Season Ticket Review – Comeback!

Here we are. Sioux Falls Arena, sitting in the HenkinSchultz seats just below the bar, the back row of the good seats. We’re right on the aisle, ready for an easy escape. After all, this is Sierra’s first Skyforce game, and we’re not quite sure how she’ll take it. We’re sitting alongside Amy, our season ticket partner for last season. A new guest. A returning guest. And two die-hard fans, ready for the match-up.

Skyforce

Game 2: December 7th, 2007

Idaho Stampede (5-1) at Sioux Falls Skyforce (0-4)

Wait. Something’s going wrong here. We’re down by 15. Already.

No joke. For the first three quarters, this game was horrible. Absolutely horrible. Excruciatingly dull. A lesson in how not to play, and a reminder that Nate Tibbetts – while quite possibly a great coach and quite possibly completely able to lead the Skyforce to a win – hadn’t actually won yet.

The Skyforce couldn’t pull down a rebound. They managed to foul at a 2 to 1 pace. I couldn’t tell if the refs were out to screw us (naturally, when the Skyforce are losing, it’s the refs’ faults) or if the team was really playing this bad.

I shouldn’t have been surprised – the Skyforce were up against a team that had won five in a row, the 5-1 Stampede. Or, as it looked to us, the 5-1 Seattle Supersonics. It was Minnesota Timberwolves affiliate night, and both teams celebrated by wearing big league uniforms – Idaho went with their affiliate Seattle, while the Skyforce sported real-life Timberwolves jerseys. Considering the records of both teams in the NBA, the Sioux Falls Arena was probably a bigger attraction than any Seattle/Minnesota game would be. And both teams would sport about the same number of recognizable players.

The highlight of the Timberwolves affiliate night is that we get to experience the services of Crunch – a big league mascot, one that does all of the things our Thunder doesn’t; messing with refs, interacting with the fans, entertaining half-time shows. It was fun. In fact, I’ve never laughed so hard at a Skyforce game before in my life.

The game was laughable as well. Damone Brown returned to us from wherever he was, and managed to be both a floor leader with tons of energy and a complete waste of space throwing up brick after brick. He didn’t see a shot he didn’t like, I think, and that added to a 6 for 15 shooting night. Nic Caner-Medley had been ineffective, Tibbetts had seemingly flipped out, slamming a basketball into the ground and nearly hitting a ref with it, and the team looked lost.

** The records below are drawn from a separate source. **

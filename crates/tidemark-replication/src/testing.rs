//! Shared test doubles.

use bytes::Bytes;

use tidemark_types::{Epoch, SequenceNumber};

use crate::error::{ReplicationError, ReplicationResult};
use crate::provider::{OperationDataStream, StateProvider, VecDataStream};
use crate::stream::OperationStream;

/// In-memory state provider recording every call.
pub struct MockStateProvider {
    pub last_committed: SequenceNumber,
    pub epoch_updates: Vec<(Epoch, SequenceNumber)>,
    pub copy_payloads: Vec<Vec<Bytes>>,
    pub context_payloads: Option<Vec<Vec<Bytes>>>,
    pub supports_latest: bool,
    pub fail_update_epoch: bool,
    pub data_loss_changed_state: bool,
}

impl Default for MockStateProvider {
    fn default() -> Self {
        Self {
            last_committed: SequenceNumber::INVALID,
            epoch_updates: Vec::new(),
            copy_payloads: Vec::new(),
            context_payloads: None,
            supports_latest: false,
            fail_update_epoch: false,
            data_loss_changed_state: false,
        }
    }
}

impl MockStateProvider {
    pub fn with_copy_payloads(count: usize) -> Self {
        Self {
            copy_payloads: (0..count)
                .map(|i| vec![Bytes::from(format!("copy-{i}"))])
                .collect(),
            ..Default::default()
        }
    }
}

impl StateProvider for MockStateProvider {
    fn last_committed_sequence_number(&mut self) -> ReplicationResult<SequenceNumber> {
        Ok(self.last_committed)
    }

    fn update_epoch(
        &mut self,
        epoch: Epoch,
        previous_epoch_last_lsn: SequenceNumber,
    ) -> ReplicationResult<()> {
        if self.fail_update_epoch {
            return Err(ReplicationError::OperationFailed);
        }
        self.epoch_updates.push((epoch, previous_epoch_last_lsn));
        Ok(())
    }

    fn copy_context(&mut self) -> ReplicationResult<Option<Box<dyn OperationDataStream>>> {
        Ok(self
            .context_payloads
            .clone()
            .map(|payloads| Box::new(VecDataStream::new(payloads)) as Box<dyn OperationDataStream>))
    }

    fn copy_state(
        &mut self,
        _up_to_sequence: SequenceNumber,
        _context: Option<OperationStream>,
    ) -> ReplicationResult<Box<dyn OperationDataStream>> {
        Ok(Box::new(VecDataStream::new(self.copy_payloads.clone())))
    }

    fn on_data_loss(&mut self) -> ReplicationResult<bool> {
        Ok(self.data_loss_changed_state)
    }

    fn supports_copy_until_latest_lsn(&self) -> bool {
        self.supports_latest
    }
}
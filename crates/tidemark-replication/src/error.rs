//! Error taxonomy of the replication engine.
//!
//! Per-replica failures are isolated to their session and never surface
//! here; these are the errors callers of the public surfaces observe.
//! Internal invariant violations (gap while completing, duplicate slot
//! occupancy, completing beyond the tail) are coding errors and panic
//! instead of returning a variant.

use serde::{Deserialize, Serialize};
use thiserror::Error;

/// Result alias used across the replication crate.
pub type ReplicationResult<T> = Result<T, ReplicationError>;

/// Errors surfaced by the replication engine.
#[derive(Debug, Clone, PartialEq, Eq, Error, Serialize, Deserialize)]
pub enum ReplicationError {
    /// Enqueue below the committed head, or the slot is already occupied.
    #[error("operation already present or below the committed head")]
    DuplicateOperation,

    /// Memory or item caps hit and no eviction could make room.
    #[error("operation queue is full")]
    QueueFull,

    /// Epoch update with an epoch older than the current one.
    #[error("epoch is older than the current epoch")]
    InvalidEpoch,

    /// Build of a replica that is already known.
    #[error("replica already exists")]
    ReplicaAlreadyExists,

    /// Remove/promote of a replica that is not known.
    #[error("replica does not exist")]
    ReplicaDoesNotExist,

    /// Write issued to a replica that is not the primary.
    #[error("replica is not the primary")]
    NotPrimary,

    /// Write issued while the configuration lacks a write quorum.
    #[error("no write quorum")]
    NoWriteQuorum,

    /// Operation rejected while a reconfiguration is in flight.
    #[error("reconfiguration is pending")]
    ReconfigurationPending,

    /// The operation observed cooperative cancellation.
    #[error("operation was canceled")]
    OperationCanceled,

    /// A fault was reported on this role; all subsequent operations fail.
    #[error("the replicator role has faulted")]
    OperationFailed,

    /// Invariant check failed at an API boundary; faults the role.
    #[error("invalid state: {0}")]
    InvalidState(String),

    /// Corner-case reconciliation failed (e.g. a disabled build completed);
    /// faults the role.
    #[error("internal replicator error: {0}")]
    InternalError(String),

    /// Operation buffers exceed the configured maximum message size.
    #[error("operation exceeds the maximum replication message size")]
    MessageTooLarge,

    /// Transport send attempted during shutdown. Expected; swallowed by the
    /// senders.
    #[error("object is closed")]
    ObjectClosed,
}

impl ReplicationError {
    /// Wire error code carried in acknowledgment bodies; `0` is success.
    pub fn to_wire_code(&self) -> i32 {
        match self {
            ReplicationError::DuplicateOperation => 1,
            ReplicationError::QueueFull => 2,
            ReplicationError::InvalidEpoch => 3,
            ReplicationError::ReplicaAlreadyExists => 4,
            ReplicationError::ReplicaDoesNotExist => 5,
            ReplicationError::NotPrimary => 6,
            ReplicationError::NoWriteQuorum => 7,
            ReplicationError::ReconfigurationPending => 8,
            ReplicationError::OperationCanceled => 9,
            ReplicationError::OperationFailed => 10,
            ReplicationError::InvalidState(_) => 11,
            ReplicationError::InternalError(_) => 12,
            ReplicationError::MessageTooLarge => 13,
            ReplicationError::ObjectClosed => 14,
        }
    }

    /// Reverses [`Self::to_wire_code`]; `0` maps to `None`.
    pub fn from_wire_code(code: i32) -> Option<Self> {
        match code {
            0 => None,
            1 => Some(ReplicationError::DuplicateOperation),
            2 => Some(ReplicationError::QueueFull),
            3 => Some(ReplicationError::InvalidEpoch),
            4 => Some(ReplicationError::ReplicaAlreadyExists),
            5 => Some(ReplicationError::ReplicaDoesNotExist),
            6 => Some(ReplicationError::NotPrimary),
            7 => Some(ReplicationError::NoWriteQuorum),
            8 => Some(ReplicationError::ReconfigurationPending),
            9 => Some(ReplicationError::OperationCanceled),
            10 => Some(ReplicationError::OperationFailed),
            13 => Some(ReplicationError::MessageTooLarge),
            14 => Some(ReplicationError::ObjectClosed),
            11 => Some(ReplicationError::InvalidState(String::new())),
            _ => Some(ReplicationError::InternalError(format!("wire code {code}"))),
        }
    }
}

And then, like the clouds breaking to reveal a blazing sun, the Skyforce flipped the switch and turned into a championship level team. Thanks to the aforementioned Damone Brown’s defense (four blocked shots, three steals, and a million pardons from me for making fun of his slow first half). And thanks to a sudden take-over by my new favorite Skyforce player, last year’s bench star Elton Nesbitt.

The Skyforce were down by 15 going into the 4th, and hadn’t gained much ground after the first 7 minutes of the quarter. Nesbitt took the ball and drove for an easy lay-up. We cheered, though reservedly, and waited for the Stampede to match on the other end.

They didn’t. A defensive stop – the first of a series of great stops, and the moment when the calls began to start going our way – gave us the ball back. Back in Nesbitt’s hands. Back to the paint, and back in for another lay-up.

I looked up at the clock, the Skyforce only down by 9, and thought, “Damn, if Elton keeps going like this, we could do this.” This just a few minutes after asking Kerrie why Nesbitt wasn’t the starter. He has the energy, he has the leadership, and while I love David Bailey to death, he’s not the kind of point guard I’d want starting the game.

Regardless, the idea of Nesbitt as Vinnie “The Microwave” Johnson, the spark plug off of the bench, sits okay with me. Nesbitt played the rest of the game and the Arena crowd was on its feet like it hadn’t seen since a close loss to the Wizards in the middle of last season. I was contesting every call, yelling at the refs and jumping from my seat like it was electrified. Sierra probably wondered what was wrong with her father – a normally reserved man turned into a screaming lunatic. But it didn’t matter – the Skyforce were going to overtime.

Sierra @ Skyforce gameFrom there, it was over. The Skyforce outscored the Stampede by 9. Sierra had seen enough and was ready to go home. So had the Stampede, their five game winning streak snapped, with two 30+ point games (former Skyforce star Randy Livingston and Cory Violette) wasted and a 15 point lead squandered.

Last year, the Skyforce would have been the team giving up the lead. This year, we fought back, like the scrappy batch of underachievers we can be. And the best part? Sierra had a great time watching the crowd and the players. There wasn’t a peep from her all night.

Too bad you couldn’t say the same for mom and dad.